Menurut sifatnya pengolahan limbah padat dapat dibagi menjadi dua cara yaitu pengolahan limbah padat tanpa pengolahan dan pengolahan limbah padat dengan pengolahan. Limbah padat tanpa pengolahan yaitu limbah padat yang tidak mengandung unsur kimia yang beracun dan berbahaya dapat langsung dibuang ke tempat tertentu sebagai TPA (Tempat Pembuangan Akhir). Menurut Arief (2012), dalam memproses pengolahan limbah padat terdapat empat proses yaitu pemisahan, penyusunan ukuran, pengomposan, dan pembuangan limbah. Adapun penjelasannya adalah sebagai berikut: 1. Pemisahan Karena limbah padat terdiri dari ukuran yang berbeda dan kandungan bahan yang berbeda juga maka harus dipisahkan terlebih dahulu, supaya peralatan pengolahan menjadi awet. Sistem pemisahan ada tiga yaitu diantaranya : (i) Sistem Balistik. adalah sistem pemisahan untuk mendapatkan keseragaman ukuran/berat/volume, (ii) Sistem Gravitasi, adalah sistem pemisahan berdasarkan gaya berat misalnya barang yang ringan/terapung dan barang yang berat/tenggelam, (iii) Sistem Magnetis, adalah sistem pemisahan berdasarkan sifat magnet yang bersifat magnet, akan langsung menempel. Misalnya untuk memisahkan campuran logam dan non logam. 2. Penyusunan Ukuran Penyusunan ukuran dilakukan untuk memperoleh ukuran yang lebih kecil agar pengolahannya menjadi mudah. 3. Pengomposan Pengomposan dilakukan terhadap buangan / limbah yang mudah membusuk sampah kota, buangan atau kotoran hewan ataupun juga pada lumpur pabrik. Supaya hasil pengomposan baik, limbah padat harus dipisahkan dan disamakan ukurannya atau volumenya. 4. Pembuangan limbah Proses akhir dari pengolahan limbah padat adalah pembuangan limbah yang dibagi menjadi dua yaitu : a) Pembuangan di laut Pembuangan limbah padat di laut, tidak boleh dilakukan pada sembarang tempat dan perlu diketahui bahwa tidak semua limbah padat dapat dibuang ke laut.
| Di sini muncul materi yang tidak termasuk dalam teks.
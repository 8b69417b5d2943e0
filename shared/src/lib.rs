//! Prize wheel logic shared by the browser widget: the segment table, the
//! spin decision, result wording and the controller that drives a surface.

pub mod config;
pub mod controller;
pub mod presentation;
pub mod segment_table;
pub mod shared_wheel_game;
pub mod spin_engine;

pub use config::WheelConfig;
pub use controller::{LotteryController, WheelSurface};
pub use presentation::{present_outcome, PresentationDirective, Tone};
pub use segment_table::{Outcome, Segment, SegmentTable};
pub use shared_wheel_game::{WheelGame, WheelPhase};
pub use spin_engine::{SessionState, SpinEngine, SpinOutcome};
use serde::{Serialize, Deserialize};
use thiserror::Error;

use crate::spin_engine::SpinOutcome;

/// Where the widget is in its spin cycle
#[derive(Debug, Serialize, Deserialize, Clone, Copy, PartialEq, Eq, Default)]
pub enum WheelPhase {
    #[default]
    Idle,
    Spinning,
    ResultShown,
}

#[derive(Debug, Error, Clone, Copy, PartialEq, Eq)]
pub enum WheelGameError {
    #[error("a spin is already in progress")]
    AlreadySpinning,
    #[error("no spin is in progress")]
    NotSpinning,
    #[error("there is no result to close")]
    NoResult,
}

/// Represents the current state of the wheel widget
#[derive(Debug, Serialize, Deserialize, Clone, Default, PartialEq)]
pub struct WheelGame {
    pub phase: WheelPhase,
    pub pending: Option<SpinOutcome>,
    pub last_result: Option<SpinOutcome>,
}

impl WheelGame {
    pub fn new() -> Self {
        Self::default()
    }

    pub fn is_spinning(&self) -> bool {
        self.phase == WheelPhase::Spinning
    }

    /// The spin button only stays disabled while an outcome is pending.
    pub fn trigger_enabled(&self) -> bool {
        !self.is_spinning()
    }

    pub fn start_spin(&mut self, outcome: SpinOutcome) -> Result<(), WheelGameError> {
        if self.is_spinning() {
            return Err(WheelGameError::AlreadySpinning);
        }
        self.phase = WheelPhase::Spinning;
        self.pending = Some(outcome);
        self.last_result = None;
        Ok(())
    }

    pub fn complete_spin(&mut self) -> Result<&SpinOutcome, WheelGameError> {
        let outcome = match (self.phase, self.pending.take()) {
            (WheelPhase::Spinning, Some(outcome)) => outcome,
            _ => return Err(WheelGameError::NotSpinning),
        };
        self.phase = WheelPhase::ResultShown;
        Ok(self.last_result.insert(outcome))
    }

    /// Claim or dismiss the shown result.
    pub fn close(&mut self) -> Result<(), WheelGameError> {
        match self.phase {
            WheelPhase::ResultShown => {
                self.phase = WheelPhase::Idle;
                Ok(())
            }
            WheelPhase::Spinning => Err(WheelGameError::AlreadySpinning),
            WheelPhase::Idle => Err(WheelGameError::NoResult),
        }
    }
}

#[cfg(test)]
mod tests {
    use super::*;
    use crate::segment_table::SegmentTable;

    fn outcome() -> SpinOutcome {
        let win = SegmentTable::standard().win_segment().clone();
        SpinOutcome {
            segment: win,
            attempt: 5,
            guaranteed: true,
            target_angle: 280.0,
            align_delta: 80.0,
            rotation_degrees: 1880.0,
        }
    }

    #[test]
    fn test_full_cycle() {
        let mut game = WheelGame::new();
        assert_eq!(game.phase, WheelPhase::Idle);
        assert!(game.trigger_enabled());

        game.start_spin(outcome()).unwrap();
        assert!(game.is_spinning());
        assert!(!game.trigger_enabled());

        let shown = game.complete_spin().unwrap().clone();
        assert_eq!(shown, outcome());
        assert_eq!(game.phase, WheelPhase::ResultShown);
        assert!(game.trigger_enabled());

        game.close().unwrap();
        assert_eq!(game.phase, WheelPhase::Idle);
        assert_eq!(game.last_result, Some(outcome()));
    }

    #[test]
    fn test_one_spin_in_flight() {
        let mut game = WheelGame::new();
        game.start_spin(outcome()).unwrap();
        assert_eq!(game.start_spin(outcome()), Err(WheelGameError::AlreadySpinning));
        assert_eq!(game.close(), Err(WheelGameError::AlreadySpinning));
    }

    #[test]
    fn test_respin_from_result_hides_previous() {
        let mut game = WheelGame::new();
        game.start_spin(outcome()).unwrap();
        game.complete_spin().unwrap();
        game.start_spin(outcome()).unwrap();
        assert!(game.last_result.is_none());
        assert!(game.pending.is_some());
    }

    #[test]
    fn test_illegal_transitions() {
        let mut game = WheelGame::new();
        assert_eq!(game.complete_spin().map(|_| ()), Err(WheelGameError::NotSpinning));
        assert_eq!(game.close(), Err(WheelGameError::NoResult));
    }
}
Hal ini disebabkan : (i) Laut sebagai tempat mencari ikan bagi nelayan, (ii) Laut sebagai tempat rekreasi dan lalu lintas kapal, (iii) Laut menjadi dangkal, (iv)
10

Limbah padat yang mengandung senyawa kimia beracun dan berbahaya dapat membunuh biota laut. b) Pembuangan di darat atau tanah Untuk pembuangan di darat perlu dilakukan pemilihan lokasi yang harus dipertimbangkan sebagai berikut : (i) Pengaruh iklim, temperatur dan angin, (ii) Struktur tanah, (iii) Jaraknya jauh dengan permukiman, (iv) Pengaruh terhadap sumber lain, perkebunan, perikanan, peternakan, flora. Bagi limbah padat yang tidak punya nilai ekonomis dapat ditangani dengan berbagai cara antara lain ditimbun pada suatu tempat, diolah kembali kemudian dibuang dan dibakar. Perlakuan limbah padat yang tidak punya nilai ekonomis, menurut Arief (2012), sebagian besar dilakukan sebagai berikut: 1. Ditumpuk pada Areal Tertentu Penimbunan limbah padat pada areal tertentu membutuhkan areal yang luas dan merusakkan pemandangan di sekeliling penimbunan. Penimbunan. ini mengakibatkan pembusukan yang menimbulkan bau di sekitarnya, karena adanya reaksi kimia yang rnenghasilkan gas tertentu. Dengan penimbunan, permukaan tanah menjadi rusak dan air yang meresap ke dalam tanah mengalami kontaminasi dengan bakteri tertentu yang mengakibatkan turunnya kualitas air tanah.Pada musim kemarau timbunan mengalami kekeringan dan ini mengundang bahaya kebakaran. 2. Pembakaran Limbah padat yang dibakar menimbulkan asap, bau dan debu. Pembakaran ini menjadi sumber pencemaran melalui udara dengan timbulnya bahan pencemar baru seperti ,hidrokarbon, karbon monoksida, bau, partikel dan sulfur dioksida. 3. Pembuangan Pembuangan tanpa rencana sangat membahayakan lingkungan. Di antara beberapa pabrik membuang limbah padatnya ke sungai karena diperkirakan larut ataupun membusuk dalam air. Ini adalah perkiraan yang keliru, sebab setiap pembuangan bahan padatan apakah namanya lumpur atau buburan, akan menambah total solid dalam air sungai. Disamping itu limbah padah sisa hasil produksi minuman soft drink dapat dimanfaatkan kembali, berikut akan dijelaskan pemanfaatan limbah padat sisa produksi industri soft drink diantaranya adalah : 1. Teknologi pengolahan sampah untuk menjadi energi listrik.
11

Tahapan pengolahannya yaitu: Sampah di bakar sehingga menghasilkan panas (proses konversi thermal). Panas dari hasil pembakaran dimanfaatkan untuk merubah air menjadi uap dengan bantuan boiler. Uap bertekanan tinggi digunakan untuk memutar bilah turbin. Turbin dihubungkan ke generator dengan bantuan poros. Generator menghasilkan listrik dan listrik dialirkan kerumah - rumah atau ke pabrik. Didalam inserator sampah dibakar. Panas yang dihasilkan dari hasil pembakaran digunakan untuk merubah air menjadi uap bertekanan tinggi. Uap dari boiler langsung ke turbin, dan sisa pembakaran seperti debu diproses lebih lanjut agar tidak mencemari lingkungan (truk mengangkut sisa proses pembakaran) (Arief, 2012).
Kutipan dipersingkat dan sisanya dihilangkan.